Every month, we track what happened to The Conversation authors after we published their articles. Here are some of their stories from May 2021.

Expert knowledge reached thousands of readers

The story that garnered the most interest from our audience in May was Steven Freeland from Western Sydney University’s article about a giant piece of space junk hurtling towards Earth. It reached over 900,000 people, but thankfully the rocket debris didn’t. The article was republished by more than 30 other media outlets around the world including the ABC, The Weather Network, Science Alert and more, and 70% of its readers were from outside Australia.

The second most-read article in May was taken out by Deakin University epidemiologist Raina MacIntyre, with her piece on why COVID is surging in the world’s most vaccinated country. It has reached an audience of 799,758.

On social media, Tanya Hill from Museums Victoria’s article on May 26’s lunar eclipse was incredibly popular. It was shared on Facebook over 3,400 times, was featured in our most popular Instagram story of the month and was read by more than 536,000 people. Tanya was also interviewed by ABC local radio stations around the country.

Speaking of large audiences, the University of Sydney’s Cameron Webb notched up a big milestone in May. He has now reached a combined audience of 5 million readers across his 62 articles written for The Conversation. Congratulations Cam!

Making an impact around the world and in the local community

Our authors not only spread their expert findings to Australians and New Zealanders, but to international audiences too. For instance, after Western Sydney University’s David Rowe wrote about The Olympics as a platform for protest, he was interviewed for the BBC World Service as part of the broadcaster’s Heart and Soul programme.

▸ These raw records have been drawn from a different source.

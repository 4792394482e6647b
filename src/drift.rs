//! Holdings valuation and allocation drift.
//!
//! Weights are computed from a supplied price map; holdings are
//! aggregated per asset across venues.

use rustc_hash::FxHashMap;

use crate::error::{Error, Result};
use crate::types::{Asset, Holding, PriceMap};

/// Valued portfolio snapshot.
#[derive(Debug, Clone)]
pub struct Valuation {
    pub total_cents: i64,
    /// Current weight per held asset.
    pub weights: FxHashMap<Asset, f64>,
    /// Current value per held asset.
    pub values_cents: FxHashMap<Asset, i64>,
}

impl Valuation {
    pub fn weight(&self, asset: Asset) -> f64 {
        self.weights.get(&asset).copied().unwrap_or(0.0)
    }

    pub fn value_cents(&self, asset: Asset) -> i64 {
        self.values_cents.get(&asset).copied().unwrap_or(0)
    }
}

/// Value holdings at the supplied prices.
///
/// Fails when a held asset has a missing or non-positive price, or when
/// the total value is zero (weights are undefined).
pub fn value_holdings(holdings: &[Holding], prices: &PriceMap) -> Result<Valuation> {
    let mut values: FxHashMap<Asset, i64> = FxHashMap::default();

    for holding in holdings {
        if holding.quantity <= 0.0 {
            continue;
        }
        let price = match prices.get(&holding.asset) {
            Some(&p) if p > 0 => p,
            Some(&p) => {
                return Err(Error::Valuation(format!(
                    "non-positive price {p} for {}",
                    holding.asset
                )));
            }
            None => {
                return Err(Error::Valuation(format!(
                    "missing price for {}",
                    holding.asset
                )));
            }
        };
        let value = (holding.quantity * price as f64).round() as i64;
        *values.entry(holding.asset).or_insert(0) += value;
    }

    let total: i64 = values.values().sum();
    if total <= 0 {
        return Err(Error::Valuation("total portfolio value is zero".into()));
    }

    let weights = values
        .iter()
        .map(|(asset, value)| (*asset, *value as f64 / total as f64))
        .collect();

    Ok(Valuation {
        total_cents: total,
        weights,
        values_cents: values,
    })
}

/// Drift per asset over the union of held and targeted assets:
/// `target − current`. Held-but-untargeted assets drift toward zero.
///
/// Both weight vectors sum to 1, so the drift vector sums to 0 within
/// floating tolerance.
pub fn compute_drift(valuation: &Valuation, targets: &[(Asset, f64)]) -> Vec<(Asset, f64)> {
    let target_map: FxHashMap<Asset, f64> = targets.iter().copied().collect();

    let mut drift = Vec::with_capacity(targets.len());
    for &(asset, target) in targets {
        drift.push((asset, target - valuation.weight(asset)));
    }
    for (asset, weight) in &valuation.weights {
        if !target_map.contains_key(asset) {
            drift.push((*asset, -*weight));
        }
    }
    drift
}

/// Largest per-asset absolute drift, for the trigger threshold.
pub fn max_abs_drift(valuation: &Valuation, targets: &[(Asset, f64)]) -> f64 {
    compute_drift(valuation, targets)
        .iter()
        .map(|(_, d)| d.abs())
        .fold(0.0, f64::max)
}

Closer to home, UNSW President and Vice-Chancellor Ian Jacobs’ article about ovarian cancer reached an audience of over 152,000 and was featured in The Conversation’s most-popular Instagram post of the week. Ian said:

The response to the article has been extraordinary, both in the quantity of messages I have received and the generosity of those who have commented. Ovarian cancer patients and their families, researchers, clinicians, students and lots of lay people just interested in the topic and the story. It is a great example of the reach of The Conversation.

From a leading scientific researcher to a budding young one, five year-old Orlo asked us “Why does the sun’s bright light make me sneeze?” We got the University of Melbourne’s David Farmer to answer his question in a Curious Kids article. Orlo’s dad wrote to our Deputy Health + Medicine editor Liam Petterson:

Orlo loved it! Took it to school for his teacher to read to the class and everything. I’ve just written to David Farmer thanking him, and have made a donation to The Conversation to support these kinds of interactions for others in the future. Many thanks.

High-profile fans

Some scientific celebrities also shared their love of The Conversation — we’re quite chuffed.

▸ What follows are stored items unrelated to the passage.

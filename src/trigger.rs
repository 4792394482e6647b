//! Decides whether a rebalance cycle should fire now.

use std::fmt;

use chrono::{DateTime, Utc};
use serde::{Deserialize, Serialize};

use crate::drift::{Valuation, max_abs_drift};
use crate::portfolio::Policy;
use crate::types::Asset;

/// Why a cycle fired.
#[derive(Debug, Clone, Copy, PartialEq, Eq, Serialize, Deserialize)]
#[serde(rename_all = "lowercase")]
pub enum TriggerReason {
    Scheduled,
    Drift,
    Manual,
}

impl fmt::Display for TriggerReason {
    fn fmt(&self, f: &mut fmt::Formatter<'_>) -> fmt::Result {
        match self {
            TriggerReason::Scheduled => write!(f, "scheduled"),
            TriggerReason::Drift => write!(f, "drift"),
            TriggerReason::Manual => write!(f, "manual"),
        }
    }
}

/// Outcome of a trigger evaluation.
#[derive(Debug, Clone, Copy)]
pub struct TriggerResult {
    pub should_trigger: bool,
    pub reason: Option<TriggerReason>,
    /// Largest per-asset |current − target|, for logging.
    pub max_drift: f64,
}

impl TriggerResult {
    fn fired(reason: TriggerReason, max_drift: f64) -> Self {
        Self {
            should_trigger: true,
            reason: Some(reason),
            max_drift,
        }
    }

    fn quiet(max_drift: f64) -> Self {
        Self {
            should_trigger: false,
            reason: None,
            max_drift,
        }
    }
}

/// Evaluate the trigger rules in order; first match wins.
///
/// 1. Interval elapsed since the last rebalance (a portfolio that has
///    never rebalanced is due immediately).
/// 2. Max per-asset drift beyond the tolerance.
/// 3. No trigger.
///
/// Pure function of its inputs: re-evaluating with identical inputs
/// gives the identical result.
pub fn evaluate(
    policy: &Policy,
    last_rebalanced_at: Option<DateTime<Utc>>,
    valuation: &Valuation,
    targets: &[(Asset, f64)],
    now: DateTime<Utc>,
) -> TriggerResult {
    let max_drift = max_abs_drift(valuation, targets);

    if let Some(interval) = policy.interval {
        let due = match last_rebalanced_at {
            None => true,
            Some(last) => now - last >= interval,
        };
        if due {
            return TriggerResult::fired(TriggerReason::Scheduled, max_drift);
        }
    }

    if max_drift > policy.tolerance {
        return TriggerResult::fired(TriggerReason::Drift, max_drift);
    }

    TriggerResult::quiet(max_drift)
}

#[cfg(test)]
mod tests {
    use super::*;
    use chrono::TimeZone;
    use rustc_hash::FxHashMap;

    fn btc() -> Asset {
        Asset::new("BTC")
    }
    fn eth() -> Asset {
        Asset::new("ETH")
    }

    fn valuation(weights: &[(Asset, f64)]) -> Valuation {
        let total = 1_000_000_00_i64;
        let weight_map: FxHashMap<Asset, f64> = weights.iter().copied().collect();
        let values = weights
            .iter()
            .map(|(a, w)| (*a, (total as f64 * w) as i64))
            .collect();
        Valuation {
            total_cents: total,
            weights: weight_map,
            values_cents: values,
        }
    }

    fn now() -> DateTime<Utc> {
        Utc.with_ymd_and_hms(2026, 3, 7, 12, 0, 0).unwrap()
    }

    fn policy(interval_hours: Option<i64>, tolerance: f64) -> Policy {
        Policy {
            interval: interval_hours.map(chrono::Duration::hours),
            tolerance,
        }
    }

    #[test]
    fn interval_elapsed_fires_scheduled() {
        let v = valuation(&[(btc(), 0.5), (eth(), 0.5)]);
        let targets = vec![(btc(), 0.5), (eth(), 0.5)];
        let last = now() - chrono::Duration::hours(169);

        let result = evaluate(&policy(Some(168), 0.05), Some(last), &v, &targets, now());
        assert!(result.should_trigger);
        assert_eq!(result.reason, Some(TriggerReason::Scheduled));
    }

    #[test]
    fn never_rebalanced_is_due() {
        let v = valuation(&[(btc(), 0.5), (eth(), 0.5)]);
        let targets = vec![(btc(), 0.5), (eth(), 0.5)];

        let result = evaluate(&policy(Some(168), 0.05), None, &v, &targets, now());
        assert!(result.should_trigger);
        assert_eq!(result.reason, Some(TriggerReason::Scheduled));
    }

    #[test]
    fn drift_beyond_tolerance_fires() {
        let v = valuation(&[(btc(), 0.7), (eth(), 0.3)]);
        let targets = vec![(btc(), 0.5), (eth(), 0.5)];
        let last = now() - chrono::Duration::hours(1);

        let result = evaluate(&policy(Some(168), 0.05), Some(last), &v, &targets, now());
        assert!(result.should_trigger);
        assert_eq!(result.reason, Some(TriggerReason::Drift));
        assert!((result.max_drift - 0.2).abs() < 1e-9);
    }

    #[test]
    fn scheduled_wins_over_drift() {
        let v = valuation(&[(btc(), 0.7), (eth(), 0.3)]);
        let targets = vec![(btc(), 0.5), (eth(), 0.5)];
        let last = now() - chrono::Duration::hours(200);

        let result = evaluate(&policy(Some(168), 0.05), Some(last), &v, &targets, now());
        assert_eq!(result.reason, Some(TriggerReason::Scheduled));
    }

    #[test]
    fn within_tolerance_does_not_fire() {
        let v = valuation(&[(btc(), 0.52), (eth(), 0.48)]);
        let targets = vec![(btc(), 0.5), (eth(), 0.5)];
        let last = now() - chrono::Duration::hours(1);

        let result = evaluate(&policy(Some(168), 0.05), Some(last), &v, &targets, now());
        assert!(!result.should_trigger);
        assert!(result.reason.is_none());
    }

    #[test]
    fn drift_only_policy_ignores_schedule() {
        let v = valuation(&[(btc(), 0.52), (eth(), 0.48)]);
        let targets = vec![(btc(), 0.5), (eth(), 0.5)];

        // No interval, drift within tolerance, never rebalanced: quiet.
        let result = evaluate(&policy(None, 0.05), None, &v, &targets, now());
        assert!(!result.should_trigger);
    }

    #[test]
    fn evaluation_is_idempotent() {
        let v = valuation(&[(btc(), 0.7), (eth(), 0.3)]);
        let targets = vec![(btc(), 0.5), (eth(), 0.5)];
        let last = now() - chrono::Duration::hours(1);
        let p = policy(Some(168), 0.05);

        let a = evaluate(&p, Some(last), &v, &targets, now());
        let b = evaluate(&p, Some(last), &v, &targets, now());
        assert_eq!(a.should_trigger, b.should_trigger);
        assert_eq!(a.reason, b.reason);
        assert_eq!(a.max_drift, b.max_drift);
    }
}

Firstly, world-renowned environmental activist Greta Thunberg shared this article from our colleagues in the UK on the “dangerous trap” of net-zero emissions, describing it as “one of the most important and informative texts I have ever read on the climate and ecological crises.”

Finally, beloved Australian science educator Doctor Karl shared his appreciation of The Conversation, comparing us to coffee and Wikipedia in how essential we are to his daily routine. High praise!

If you’ve ever considered following Doctor Karl’s lead and donating to The Conversation, we urge you to please consider making a tax-deductible contribution today. Our end of financial year donations campaign is drawing to a close, and every dollar makes a difference.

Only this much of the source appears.